The Significance of Pornography

In a society saturated with pornography, ‌dire consequences have emerged. The disconnection between⁤ men and women, decreased⁤ intimacy, and societal ⁢sexual ⁣dysfunction are prevalent.​ Views on pornography vary widely, with differing perspectives on its impact. The normalization of explicit content has reshaped‌ societal norms and ‍relationships, leading to a‍ decline in traditional values. The proliferation of⁢ pornography in society has resulted in severe outcomes, including the​ alienation between genders, a ⁣decline in intimacy, and widespread sexual issues. Opinions on pornography differ greatly, influencing how​ its effects⁣ are perceived.⁤ The normalization of explicit material has redefined social standards and interpersonal connections, contributing to the erosion of traditional ​values.
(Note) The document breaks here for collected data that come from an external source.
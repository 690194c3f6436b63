//! Languages and localized user-facing messages.
//!
//! Every failure the shopper can see is a [`Message`]; it is rendered in the
//! session's language at the last moment, never stored as text.

use std::borrow::Cow;

use serde::{Deserialize, Serialize};

/// Storefront display language.
#[derive(Debug, Clone, Copy, Default, PartialEq, Eq, Hash, Serialize, Deserialize)]
#[serde(rename_all = "lowercase")]
pub enum Language {
    #[default]
    Ar,
    En,
}

impl Language {
    /// Parse an ISO 639-1 code. `kw` is the backend's alias for Arabic.
    #[must_use]
    pub fn from_code(code: &str) -> Option<Self> {
        match code.trim().to_ascii_lowercase().as_str() {
            "ar" | "kw" => Some(Self::Ar),
            "en" => Some(Self::En),
            _ => None,
        }
    }

    #[must_use]
    pub const fn code(self) -> &'static str {
        match self {
            Self::Ar => "ar",
            Self::En => "en",
        }
    }

    /// Text direction for the `dir` attribute.
    #[must_use]
    pub const fn dir(self) -> &'static str {
        match self {
            Self::Ar => "rtl",
            Self::En => "ltr",
        }
    }

    #[must_use]
    pub const fn is_arabic(self) -> bool {
        matches!(self, Self::Ar)
    }
}

/// A user-facing message, localized on display.
#[derive(Debug, Clone, PartialEq, Eq, Serialize, Deserialize)]
#[serde(tag = "kind", content = "detail", rename_all = "snake_case")]
pub enum Message {
    GuestBootstrapFailed,
    GuestNotReady,
    RequiredFieldsMissing,
    ShippingNotChosen,
    PaymentNotChosen,
    CartEmpty,
    CartNotSynced,
    AddressSaveFailed,
    ShippingSaveFailed,
    ShippingUnavailable,
    ShippingOptionsFailed,
    InvalidShippingOption,
    InvalidPaymentMethod,
    PaymentMethodsFailed,
    CountryListFailed,
    CountryListUnauthorized,
    CountryListUnreachable,
    /// Digital payment accepted without a gateway link; carries the
    /// backend's own message.
    MissingRedirectLink(String),
    /// Backend refused a submission step; carries the backend's message.
    BackendRejected(String),
    PaymentFormUnavailable,
    PaymentNotCompleted,
    PurchaseFailed,
}

impl Message {
    /// Render the message in `lang`.
    #[must_use]
    pub fn localize(&self, lang: Language) -> Cow<'static, str> {
        let ar = lang.is_arabic();
        let text = match self {
            Self::GuestBootstrapFailed => pick(
                ar,
                "تعذر الحصول على رقم الضيف. يرجى إعادة تحميل الصفحة.",
                "Could not create a guest session. Please reload the page.",
            ),
            Self::GuestNotReady => pick(
                ar,
                "يرجى الانتظار حتى يتم تجهيز الحساب المؤقت",
                "Please wait while your guest session is prepared",
            ),
            Self::RequiredFieldsMissing => pick(
                ar,
                "يرجى تعبئة جميع الحقول المطلوبة",
                "Please fill in all required fields",
            ),
            Self::ShippingNotChosen => {
                pick(ar, "يرجى اختيار طريقة التوصيل", "Please choose a delivery method")
            }
            Self::PaymentNotChosen => {
                pick(ar, "يرجى اختيار طريقة الدفع", "Please choose a payment method")
            }
            Self::CartEmpty => pick(ar, "السلة فارغة", "Your cart is empty"),
            Self::CartNotSynced => pick(
                ar,
                "السلة فارغة أو لم يتم مزامنتها مع الخادم بعد. يرجى إضافة منتجات وإعادة المحاولة.",
                "Your cart is empty or has not synced with the server yet. Please add products and try again.",
            ),
            Self::AddressSaveFailed => pick(
                ar,
                "فشل حفظ العنوان. يرجى المحاولة مرة أخرى.",
                "Saving the address failed. Please try again.",
            ),
            Self::ShippingSaveFailed => pick(
                ar,
                "تعذر حفظ طريقة الشحن المختارة. يرجى المحاولة مرة أخرى.",
                "Could not save the selected shipping method. Please try again.",
            ),
            Self::ShippingUnavailable => pick(
                ar,
                "لا توجد خيارات شحن متاحة حالياً لهذا البائع. جرب تحديث الصفحة أو التواصل مع الدعم.",
                "No shipping options are available for this seller right now. Try refreshing or contact support.",
            ),
            Self::ShippingOptionsFailed => pick(
                ar,
                "تعذر تحميل خيارات الشحن",
                "Could not load shipping options",
            ),
            Self::InvalidShippingOption => pick(
                ar,
                "طريقة الشحن المختارة غير متاحة",
                "The selected shipping method is not available",
            ),
            Self::InvalidPaymentMethod => pick(
                ar,
                "طريقة الدفع المختارة غير متاحة",
                "The selected payment method is not available",
            ),
            Self::PaymentMethodsFailed => pick(
                ar,
                "فشل تحميل طرق الدفع من الخادم",
                "Loading payment methods from the server failed",
            ),
            Self::CountryListFailed => pick(
                ar,
                "تعذر تحميل قائمة الدول. يرجى إعادة المحاولة لاحقاً.",
                "Could not load the country list. Please try again later.",
            ),
            Self::CountryListUnauthorized => pick(
                ar,
                "غير مصرح. يرجى إعادة تحميل الصفحة أو تسجيل الدخول.",
                "Not authorized. Please reload the page or sign in.",
            ),
            Self::CountryListUnreachable => pick(
                ar,
                "تعذر تحميل قائمة الدول. يرجى التحقق من الاتصال أو المحاولة لاحقاً.",
                "Could not load the country list. Check your connection or try later.",
            ),
            Self::MissingRedirectLink(detail) => {
                return Cow::Owned(format!(
                    "No redirect_link received from backend! Error: {detail}"
                ));
            }
            Self::BackendRejected(detail) => return Cow::Owned(detail.clone()),
            Self::PaymentFormUnavailable => pick(
                ar,
                "تعذر تجهيز صفحة الدفع. يرجى المحاولة مرة أخرى.",
                "Could not prepare the payment page. Please try again.",
            ),
            Self::PaymentNotCompleted => pick(
                ar,
                "لم تكتمل عملية الدفع. يرجى المحاولة مرة أخرى.",
                "The payment was not completed. Please try again.",
            ),
            Self::PurchaseFailed => pick(
                ar,
                "حدث خطأ أثناء الشراء",
                "Something went wrong while placing your order",
            ),
        };
        Cow::Borrowed(text)
    }
}

const fn pick(arabic: bool, ar: &'static str, en: &'static str) -> &'static str {
    if arabic { ar } else { en }
}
The results of our pornography-drenched society are in. And they’re hideous.

Pornography has disconnected men from women. It has led to less mating – after all, why date when you can get the dopamine hit of seeing bodies in various combinations at the touch of a button – and serious, society-wide sexual dysfunction (certain studies now claim that up to 30% of young men now suffer from erectile dysfunction). It has emptied wallets and souls. The average age of first pornography viewing for males is now 12. Some 73% of teens aged 13-17 have watched pornography. The brain can respond to pornography and its attendant dopamine hits much like a drug. And just like a drug, for some, higher doses may be necessary in order to achieve the original effect.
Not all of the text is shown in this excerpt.